Sylvia Wynter (born 1928) is a Jamaican writer, philosopher, and cultural theorist whose work reframes the entire project of Western humanism as a genre — a historically specific mode of being human that has been mistaken for the human itself. A professor emerita at Stanford University, Wynter’s career spans literature, theater, and philosophy, and her later work has become central to Black studies, decolonial thought, and the critique of Western universalism.
Core ideas
- “Man” as genre of being: the figure of “the human” produced by Western modernity (rational, autonomous, white, male, propertied) is not a universal description of what it means to be human but a specific genre — what Wynter calls “Man” — that overrepresents itself as the human in general. All other modes of being human are measured against this genre and found wanting: too emotional, too embodied, too communal, too irrational.
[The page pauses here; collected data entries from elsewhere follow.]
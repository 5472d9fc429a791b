//! Health check endpoints.

use axum::{extract::State, http::StatusCode};

use crate::state::AppState;

/// Liveness health check endpoint.
///
/// Returns "ok" if the server is running. Does not check dependencies.
pub async fn health() -> &'static str {
    "ok"
}

/// Readiness health check endpoint.
///
/// Returns 503 Service Unavailable if the cart store is not reachable.
pub async fn readiness(State(state): State<AppState>) -> StatusCode {
    match state.carts().ping().await {
        Ok(()) => StatusCode::OK,
        Err(e) => {
            tracing::warn!(error = %e, "Readiness check failed");
            StatusCode::SERVICE_UNAVAILABLE
        }
    }
}
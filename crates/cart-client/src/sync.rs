//! Cart synchronization.
//!
//! Every local cart mutation pushes the whole cart to the server with a
//! replace (PUT) call. The call is fire-and-forget: the UI never waits on it
//! and never sees its errors. The next successful sync repairs whatever a
//! failed one left behind.

use std::sync::Arc;

use merkato_core::{AnonymousId, AnonymousIdentity, CartLine, CartLines, ProductId, Quantity};
use serde::{Deserialize, Serialize};
use tracing::{debug, info, instrument, warn};

use crate::api::{CartApi, CartResponse, SyncRequest};
use crate::error::{CartClientError, Result};
use crate::identity::IdentityResolver;

/// Reference to a product as held by the local cart.
///
/// Local carts store either the bare id or the product document they were
/// built from; both forms are accepted.
#[derive(Debug, Clone, PartialEq, Eq, Serialize, Deserialize)]
#[serde(untagged)]
pub enum ProductRef {
    /// Bare product id.
    Id(String),
    /// Product document carrying its id.
    Object {
        /// Product id (`_id` or `id` on the wire).
        #[serde(alias = "_id")]
        id: String,
    },
}

impl ProductRef {
    fn raw_id(&self) -> &str {
        match self {
            Self::Id(id) | Self::Object { id } => id,
        }
    }
}

impl From<&str> for ProductRef {
    fn from(id: &str) -> Self {
        Self::Id(id.to_owned())
    }
}

/// One item of the local cart, before normalization.
#[derive(Debug, Clone, PartialEq, Serialize, Deserialize)]
pub struct CartItemInput {
    /// Product reference.
    pub product: ProductRef,
    /// Requested quantity. Anything that is not a positive integer becomes 1.
    #[serde(default)]
    pub quantity: Option<serde_json::Value>,
}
- Overrepresentation: Man’s genre of being has been installed as the only legitimate form of the human, overrepresenting one culture’s mode of existence as the universal standard. This overrepresentation is not simply a bias to be corrected but a structural feature of the epistemic order that produces Western knowledge.
- Sociogeny: Wynter draws on Frantz Fanon’s concept of sociogeny (the social genesis of being, as opposed to ontogeny or phylogeny) to argue that what counts as human is socially produced — constituted through narrative, ritual, and institutional practice.
Significance for this research
Wynter’s analysis of “Man” as a genre connects directly to substance metaphysics: the Western concept of the autonomous individual is the political expression of the substance-property model, in which entities exist prior to and independent of their relations. Relational ontology is, in Wynter’s terms, a different genre of being human — one in which personhood is constituted through relations rather than possessed as a property.
Her concept of overrepresentation appears in emsenn’s letters-to-the-web in the analysis of how dominant English grammar encodes the speaking subject of Man as the neutral position, relegating all other grammars as marked, excessive, or irrational.
Notable works
- “Unsettling the Coloniality of Being/Power/Truth/Freedom” (2003)
- “1492: A New World View” (1995)
- “On How We Mistook the Map for the Territory” (2006)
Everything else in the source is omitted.